Costa Philippou fought seven times over the past two years, so he's used to keeping a busy schedule. But the middleweight has yet to step foot into the cage in 2013, and despite the UFC's hectic second-half calendar, his name remains in limbo.
So if it was up to him, when would Philippou like to fight next?
"As soon as possible," the New Yorker flatly answered on Monday's edition of The MMA Hour. "I wanted to fight in Boston. That didn't happen. I know there's a show in Toronto on September 21st. My last fight was in Canada. The fans are great over there. It's a short flight for me, I don't have to change anything. I would love to fight in Toronto.
"I'm expecting a call. They've got to figure out who I'm supposed to fight. Just give me somebody at this point. I don't really give a s--t if it's a big name, small name, whatever."
From the outset, Philippou's frustration is obvious. It doesn't help that the only fight he's been linked to thus far this year -- UFC on FX 8's co-main event against Ronaldo "Jacare" Souza -- fell apart just weeks prior to the event due to a last-second training accident.
"In May I suffered a deep cut on my left eyebrow during a wrestling session. I received 15 stitches and apparently the cut was too deep. It went all the way down to the bone, and the doctor had to put stitches inside," Philippou explained. "Unfortunately I wasn't able to go to Brazil. Now I'm healthy and I'm waiting for an opponent, so I don't know what's going on."
Since then Philippou has stayed in the headlines, just not for ideal reasons. In late-May, he surprised many by splitting with his longtime team at Serra-Longo. The divorce was reportedly on good terms, but speculation circulated that Philippou left for Bellmore Kickboxing Academy as a precursor to an eventual bout against fellow Serra-Longo middleweight Chris Weidman.
Philippou insists that's not the case. He says the switch had nothing to do with Weidman, but rather, he simply needed a change. And though Philippou wasn't surprised to see Weidman steal away Anderson Silva's middleweight title at UFC 162, he was extremely surprised by the manner in which it happened.
"I thought he was going to submit him by the third round," Philippou said. "I honestly believe by the third round he was going to control him on the ground -- he has amazing control -- and he was going to come up with a submission. But a knockout? I don't think anybody saw that coming. Chris is strong, he's long, and I think that's where Anderson Silva made a mistake. He didn't realize how long Chris is, and he was leaning back, doing the same thing that he's done with everybody. It worked in the past, but against somebody with Chris' reach, it didn't work. So now he has to come back and figure out a different way."
As for his own climb up the ladder, Philippou tries to stay honest with himself. After quietly racking up a five straight wins, Philippou believes he's two fights away from a guaranteed title shot.

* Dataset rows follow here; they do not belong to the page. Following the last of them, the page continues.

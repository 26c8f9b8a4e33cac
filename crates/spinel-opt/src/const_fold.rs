//! Constant folding pass.
//!
//! Evaluates ALU instructions whose sources are all constants and rewrites
//! them in place into the resulting constant. Integer arithmetic wraps at the
//! value's bit size; float folding covers 32- and 64-bit values.

use spinel_ir::{AluOp, Def, Function, InstrKind, Metadata, Shader};

use crate::Pass;
use crate::runner::run_pass;

/// Folds ALU instructions with constant operands at compile time.
#[derive(Debug)]
pub struct ConstantFolding;

impl Pass for ConstantFolding {
    fn name(&self) -> &str {
        "const-fold"
    }

    fn run(&self, shader: &mut Shader) -> bool {
        run_pass(shader, Metadata::ALL, |ctx| {
            let Some(def) = ctx.def() else {
                return false;
            };
            let Some(values) = fold(ctx.func, ctx.kind(), def) else {
                return false;
            };
            ctx.func.instrs[ctx.instr].kind = InstrKind::Const(values);
            true
        })
    }
}

fn fold(func: &Function, kind: &InstrKind, def: Def) -> Option<Vec<u64>> {
    let InstrKind::Alu { op, srcs } = kind else {
        return None;
    };
    let consts = srcs
        .iter()
        .map(|&s| func.as_const(s))
        .collect::<Option<Vec<_>>>()?;
    let src_bits = func.def(srcs[0])?.bit_size;
    let mask = def.bit_mask();

    let values = match *op {
        AluOp::Vec => consts.iter().map(|c| c[0]).collect(),
        AluOp::Extract(c) => vec![*consts[0].get(usize::from(c))?],
        AluOp::FDot => {
            let (a, b) = (consts[0], consts[1]);
            let mut sum = 0.0;
            for (&x, &y) in a.iter().zip(b) {
                sum += to_float(x, src_bits)? * to_float(y, src_bits)?;
            }
            vec![from_float(sum, def.bit_size)?]
        }
        op => {
            // The selector of a bcsel is a bool; the arms decide the width.
            let operand_bits = match op {
                AluOp::BCsel => func.def(srcs[1])?.bit_size,
                _ => src_bits,
            };
            let mut values = Vec::with_capacity(usize::from(def.num_components));
            for i in 0..usize::from(def.num_components) {
                let args: Vec<u64> = consts
                    .iter()
                    .map(|c| if c.len() == 1 { c[0] } else { c[i] })
                    .collect();
                values.push(fold_component(op, &args, operand_bits, def.bit_size)?);
            }
            values
        }
    };
    Some(values.into_iter().map(|v| v & mask).collect())
}

fn sign_extend(value: u64, bits: u8) -> i64 {
    if bits >= 64 {
        return value as i64;
    }
    let shift = 64 - u32::from(bits);
    ((value << shift) as i64) >> shift
}

fn to_float(value: u64, bits: u8) -> Option<f64> {
    match bits {
        32 => Some(f64::from(f32::from_bits(value as u32))),
        64 => Some(f64::from_bits(value)),
        _ => None,
    }
}

fn from_float(value: f64, bits: u8) -> Option<u64> {
    match bits {
        32 => Some(u64::from((value as f32).to_bits())),
        64 => Some(value.to_bits()),
        _ => None,
    }
}

fn fold_component(op: AluOp, args: &[u64], bits: u8, dst_bits: u8) -> Option<u64> {
    let a = args[0];
    let b = args.get(1).copied().unwrap_or(0);
    let (sa, sb) = (sign_extend(a, bits), sign_extend(b, bits));
    let shift = (b as u32) & (u32::from(bits.max(1)) - 1);
    let bool_bits = |v: bool| u64::from(v);

    let value = match op {
        AluOp::Mov => a,
        AluOp::IAdd => a.wrapping_add(b),
        AluOp::ISub => a.wrapping_sub(b),
        AluOp::IMul => a.wrapping_mul(b),
        AluOp::IDiv if sb != 0 => sa.wrapping_div(sb) as u64,
        AluOp::UDiv if b != 0 => a / b,
        AluOp::IRem if sb != 0 => sa.wrapping_rem(sb) as u64,
        AluOp::UMod if b != 0 => a % b,
        AluOp::INeg => a.wrapping_neg(),
        AluOp::IAbs => sa.wrapping_abs() as u64,
        AluOp::IMin => sa.min(sb) as u64,
        AluOp::IMax => sa.max(sb) as u64,
        AluOp::UMin => a.min(b),
        AluOp::UMax => a.max(b),
        AluOp::IAnd => a & b,
        AluOp::IOr => a | b,
        AluOp::IXor => a ^ b,
        AluOp::INot => !a,
        AluOp::IShl => a.wrapping_shl(shift),
        AluOp::IShr => (sa >> shift) as u64,
        AluOp::UShr => a >> shift,
        AluOp::IEq => bool_bits(a == b),
        AluOp::INe => bool_bits(a != b),
        AluOp::ILt => bool_bits(sa < sb),
        AluOp::IGe => bool_bits(sa >= sb),
        AluOp::ULt => bool_bits(a < b),
        AluOp::UGe => bool_bits(a >= b),
        AluOp::BCsel => {
            if a != 0 {
                b
            } else {
                args[2]
            }
        }
        AluOp::I2I(_) => sa as u64,
        AluOp::U2U(_) => a,
        AluOp::B2I(_) => a & 1,
        AluOp::I2F(_) => from_float(sa as f64, dst_bits)?,
        AluOp::U2F(_) => from_float(a as f64, dst_bits)?,
        AluOp::B2F(_) => from_float(if a != 0 { 1.0 } else { 0.0 }, dst_bits)?,
        AluOp::F2I(_) => to_float(a, bits)? as i64 as u64,
        AluOp::F2U(_) => to_float(a, bits)? as u64,
        AluOp::F2F(_) => from_float(to_float(a, bits)?, dst_bits)?,
        op => return fold_float(op, args, bits),
    };
    Some(value)
}

fn fold_float(op: AluOp, args: &[u64], bits: u8) -> Option<u64> {
    let a = to_float(args[0], bits)?;
    let b = match args.get(1) {
        Some(&v) => to_float(v, bits)?,
        None => 0.0,
    };
    let bool_bits = |v: bool| Some(u64::from(v));

    let result = match op {
        AluOp::FAdd => a + b,
        AluOp::FSub => a - b,
        AluOp::FMul => a * b,
        AluOp::FDiv => a / b,
        AluOp::FNeg => -a,
        AluOp::FAbs => a.abs(),
        AluOp::FMin => a.min(b),
        AluOp::FMax => a.max(b),
        AluOp::FFma => a.mul_add(b, to_float(args[2], bits)?),
        AluOp::FSqrt => a.sqrt(),
        AluOp::FRsq => 1.0 / a.sqrt(),
        AluOp::FFloor => a.floor(),
        AluOp::FCeil => a.ceil(),
        AluOp::FFract => a - a.floor(),
        AluOp::FTrunc => a.trunc(),
        AluOp::FSin => a.sin(),
        AluOp::FCos => a.cos(),
        AluOp::FExp2 => a.exp2(),
        AluOp::FLog2 => a.log2(),
        AluOp::FPow => a.powf(b),
        AluOp::FEq => return bool_bits(a == b),
        AluOp::FNe => return bool_bits(a != b),
        AluOp::FLt => return bool_bits(a < b),
        AluOp::FGe => return bool_bits(a >= b),
        _ => return None,
    };
    from_float(result, bits)
}

#[cfg(test)]
mod tests {
    use super::*;
    use spinel_ir::{Builder, Stage, Value, validate};

    fn fold_one(build: impl FnOnce(&mut Builder<'_>) -> Value) -> Option<Vec<u64>> {
        let mut shader = Shader::new(Stage::Compute);
        let entry = shader.entry().entry;
        let v = build(&mut Builder::at_end(shader.entry_mut(), entry));
        ConstantFolding.run(&mut shader);
        assert_eq!(validate(&shader), Ok(()));
        shader.entry().as_const(v).map(<[u64]>::to_vec)
    }

    #[test]
    fn fold_integer_arithmetic() {
        let v = fold_one(|b| {
            let x = b.const_u32(7);
            let y = b.const_u32(5);
            b.alu(AluOp::ISub, &[y, x])
        });
        assert_eq!(v, Some(vec![0xffff_fffe]));
    }

    #[test]
    fn fold_signed_compare_uses_bit_size() {
        let v = fold_one(|b| {
            let minus_one = b.const_u32(u32::MAX);
            let zero = b.const_u32(0);
            b.alu(AluOp::ILt, &[minus_one, zero])
        });
        assert_eq!(v, Some(vec![1]));
    }

    #[test]
    fn fold_float_add() {
        let v = fold_one(|b| {
            let x = b.const_f32(1.5);
            let y = b.const_f32(2.25);
            b.alu(AluOp::FAdd, &[x, y])
        });
        assert_eq!(v, Some(vec![u64::from(3.75f32.to_bits())]));
    }

    #[test]
    fn fold_vectors_per_component() {
        let v = fold_one(|b| {
            let x = b.constant(vec![1, 2, 3], 32);
            let y = b.constant(vec![10, 20, 30], 32);
            b.alu(AluOp::IMul, &[x, y])
        });
        assert_eq!(v, Some(vec![10, 40, 90]));
    }

    #[test]
    fn fold_chains_within_one_run() {
        let v = fold_one(|b| {
            let cond = b.const_bool(false);
            let x = b.const_u32(1);
            let y = b.const_u32(3);
            let picked = b.bcsel(cond, x, y);
            b.alu(AluOp::U2F(32), &[picked])
        });
        assert_eq!(v, Some(vec![u64::from(3.0f32.to_bits())]));
    }

    #[test]
    fn division_by_zero_is_left_alone() {
        let v = fold_one(|b| {
            let x = b.const_u32(1);
            let zero = b.const_u32(0);
            b.alu(AluOp::UDiv, &[x, zero])
        });
        assert_eq!(v, None);
    }
}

In an ideal world, the first of those two fights would've arrived against Michael Bisping. Philippou and the brash Brit were briefly linked to an event in the fall, however nothing ever materialized. Instead, Bisping landed in a bout against Mark Munoz, and the decision didn't sit well with Philippou.
"He claims that I'm a new fighter or I'm not a big enough name, or whatever the case may be. But they had me ranked higher than Munoz," Philippou argued. "I don't know why, I said I was willing to go to his hometown. I'd go to Manchester and fight him. I said I'd wait for him to heal, because he had the surgery or whatever, and I'd fight him. I have five wins in the middleweight division in a row. He never had five wins in a row at middleweight."
Not surprisingly, getting passed over yet again only increased Philippou's frustration with the UFC's matchmaking process.
"When you do it the right way, the respectful way, and you tell him, ‘Yes, I respect you as a fighter. You're a great name, a great fighter, and I'd like to face you,' everybody ignores you," Philippou sighed. "So I [guess I] should get out in public and start pressing the guys, pick a fight. I don't get it. That's not me.
"I'm 33 years old. I'm not that old, but the way I think, I'm kind of old-school and I want to let my fighting do the talking. But it doesn't work like that anymore," Philippou continued.
"I don't understand why we need to get personal and cut each other down. So I should call him a coward, I should call him a b---h, and we should start like that? I don't get it. But if it comes down to that, yeah, I'm willing to do that to get what I want."
With Bisping out of the picture, Philippou has been forced to set his sights on the next best option -- Vitor Belfort. Philippou is 100-percent onboard with the match-up, but only under one condition.
"We can do the fight anywhere but Brazil," Philippou explained.
"If I can prevent him from using TRT, why not? I know that some fighters get an exemption. It's a technicality that they say it's legal as long as by the fight time your limit is at a certain number, you're okay. But what happens is two or three months before, they load up, they go through the roof with the hormones and everything, and then a couple of weeks before the fight they drop to the legal level. I don't think it's fair. Either legalize it for everybody and give everybody an exemption to use it, or ban it altogether.
"It's just that, why does he always want to fight in Brazil? There must be a reason."